What is expected
Wherever the string "usize" appears in the listing, copy that line.

Input
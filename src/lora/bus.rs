//! Register interface over the shared SPI bus.
//!
//! [`RegisterBus`] is the raw transport (one chip-select transaction per call),
//! implemented by the ESP32 SPI driver and by the simulated transceiver.
//! [`RegisterInterface`] owns the bus lock: every register access, from any
//! context, goes through it. Multi-register sequences that must not be
//! interleaved (FIFO drain, TX setup) run inside [`RegisterInterface::transaction`].
//!
//! Work driven by the main loop's timers uses [`RegisterInterface::try_transaction`]
//! so that it yields to a holder that got there first instead of queueing
//! behind it.

use super::registers::REG_FIFO;
use heapless::Vec as HVec;
use log::warn;
use std::fmt;
use std::sync::{Arc, Mutex, MutexGuard, TryLockError};
use std::time::Duration;

/// Maximum LoRa payload handled by the gateway (FIFO half).
pub const MAX_PAYLOAD_LENGTH: usize = 128;

/// Payload buffer with the FIFO-sized capacity.
pub type Payload = HVec<u8, MAX_PAYLOAD_LENGTH>;

/// Longest time a single SPI transaction may take before the transport
/// reports [`RegisterError::BusTimeout`].
pub const BUS_TIMEOUT: Duration = Duration::from_millis(10);

/// Raw register transport.
///
/// Implementations perform exactly one bus transaction per call and must
/// return [`RegisterError::BusTimeout`] when the transceiver does not
/// acknowledge within [`BUS_TIMEOUT`].
pub trait RegisterBus: Send {
    /// Read `buf.len()` consecutive bytes starting at `addr`.
    ///
    /// Reading `REG_FIFO` repeatedly pops the FIFO; the chip auto-increments
    /// its FIFO pointer.
    fn read(&mut self, addr: u8, buf: &mut [u8]) -> Result<(), RegisterError>;

    /// Write `data` starting at `addr`.
    fn write(&mut self, addr: u8, data: &[u8]) -> Result<(), RegisterError>;
}

/// Register access errors.
#[derive(Debug, Clone, PartialEq, Eq)]
pub enum RegisterError {
    /// The transceiver did not acknowledge the transfer in time.
    BusTimeout,
    /// The SPI driver reported an error.
    Transfer(String),
    /// A burst transfer larger than the FIFO-sized buffer was requested.
    BurstTooLong { len: usize, max: usize },
    /// The bus lock is held elsewhere (only returned by `try_transaction`).
    Busy,
}

impl fmt::Display for RegisterError {
    fn fmt(&self, f: &mut fmt::Formatter<'_>) -> fmt::Result {
        match self {
            Self::BusTimeout => write!(f, "register bus timeout"),
            Self::Transfer(e) => write!(f, "SPI transfer error: {}", e),
            Self::BurstTooLong { len, max } => {
                write!(f, "burst too long: {} bytes (max {})", len, max)
            }
            Self::Busy => write!(f, "register bus busy"),
        }
    }
}

impl std::error::Error for RegisterError {}

/// Exclusive access to the bus for the duration of a transaction.
pub struct BusGuard<'a, B: RegisterBus> {
    bus: MutexGuard<'a, B>,
}

impl<B: RegisterBus> BusGuard<'_, B> {
    pub fn read_register(&mut self, addr: u8) -> Result<u8, RegisterError> {
        let mut value = [0u8; 1];
        self.bus.read(addr, &mut value)?;
        Ok(value[0])
    }

    pub fn write_register(&mut self, addr: u8, value: u8) -> Result<(), RegisterError> {
        self.bus.write(addr, &[value])
    }

    /// Read `len` bytes from `addr` in one burst.
    pub fn read_burst(&mut self, addr: u8, len: usize) -> Result<Payload, RegisterError> {
        if len > MAX_PAYLOAD_LENGTH {
            return Err(RegisterError::BurstTooLong {
                len,
                max: MAX_PAYLOAD_LENGTH,
            });
        }
        let mut buf = [0u8; MAX_PAYLOAD_LENGTH];
        self.bus.read(addr, &mut buf[..len])?;
        // Cannot fail: len was checked against the capacity above.
        Ok(HVec::from_slice(&buf[..len]).unwrap_or_default())
    }

    pub fn write_burst(&mut self, addr: u8, data: &[u8]) -> Result<(), RegisterError> {
        if data.len() > MAX_PAYLOAD_LENGTH {
            return Err(RegisterError::BurstTooLong {
                len: data.len(),
                max: MAX_PAYLOAD_LENGTH,
            });
        }
        self.bus.write(addr, data)
    }

    /// Read-modify-write of a single register.
    pub fn update_register(&mut self, addr: u8, mask: u8, bits: u8) -> Result<(), RegisterError> {
        let current = self.read_register(addr)?;
        self.write_register(addr, (current & !mask) | (bits & mask))
    }

    /// Pop `len` bytes from the FIFO.
    pub fn read_fifo(&mut self, len: usize) -> Result<Payload, RegisterError> {
        self.read_burst(REG_FIFO, len)
    }

    pub fn write_fifo(&mut self, data: &[u8]) -> Result<(), RegisterError> {
        self.write_burst(REG_FIFO, data)
    }
}

/// Lock-protected register interface.
///
/// Cloning shares the same bus and lock.
pub struct RegisterInterface<B: RegisterBus> {
    bus: Arc<Mutex<B>>,
}

impl<B: RegisterBus> Clone for RegisterInterface<B> {
    fn clone(&self) -> Self {
        Self {
            bus: self.bus.clone(),
        }
    }
}

impl<B: RegisterBus> RegisterInterface<B> {
    pub fn new(bus: B) -> Self {
        Self {
            bus: Arc::new(Mutex::new(bus)),
        }
    }

    fn lock(&self) -> MutexGuard<'_, B> {
        // A panic while holding the lock leaves the bus itself usable;
        // the next transaction starts from a fresh chip-select.
        match self.bus.lock() {
            Ok(guard) => guard,
            Err(poisoned) => {
                warn!("Register bus mutex was poisoned, recovering");
                poisoned.into_inner()
            }
        }
    }

    /// Run `f` with the bus lock held for its whole duration.
    pub fn transaction<R>(
        &self,
        f: impl FnOnce(&mut BusGuard<'_, B>) -> Result<R, RegisterError>,
    ) -> Result<R, RegisterError> {
        let mut guard = BusGuard { bus: self.lock() };
        f(&mut guard)
    }

    /// Like [`transaction`](Self::transaction) but fails with
    /// [`RegisterError::Busy`] instead of waiting for the lock.
    pub fn try_transaction<R>(
        &self,
        f: impl FnOnce(&mut BusGuard<'_, B>) -> Result<R, RegisterError>,
    ) -> Result<R, RegisterError> {
        let bus = match self.bus.try_lock() {
            Ok(guard) => guard,
            Err(TryLockError::WouldBlock) => return Err(RegisterError::Busy),
            Err(TryLockError::Poisoned(poisoned)) => {
                warn!("Register bus mutex was poisoned, recovering");
                poisoned.into_inner()
            }
        };
        let mut guard = BusGuard { bus };
        f(&mut guard)
    }

    pub fn read_register(&self, addr: u8) -> Result<u8, RegisterError> {
        self.transaction(|bus| bus.read_register(addr))
    }

    pub fn write_register(&self, addr: u8, value: u8) -> Result<(), RegisterError> {
        self.transaction(|bus| bus.write_register(addr, value))
    }

    pub fn read_burst(&self, addr: u8, len: usize) -> Result<Payload, RegisterError> {
        self.transaction(|bus| bus.read_burst(addr, len))
    }

    pub fn write_burst(&self, addr: u8, data: &[u8]) -> Result<(), RegisterError> {
        self.transaction(|bus| bus.write_burst(addr, data))
    }
}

Response below
pub const MAX_PAYLOAD_LENGTH: usize = 128;
    BurstTooLong { len: usize, max: usize },
    pub fn read_burst(&mut self, addr: u8, len: usize) -> Result<Payload, RegisterError> {
    pub fn read_fifo(&mut self, len: usize) -> Result<Payload, RegisterError> {
    pub fn read_burst(&self, addr: u8, len: usize) -> Result<Payload, RegisterError> {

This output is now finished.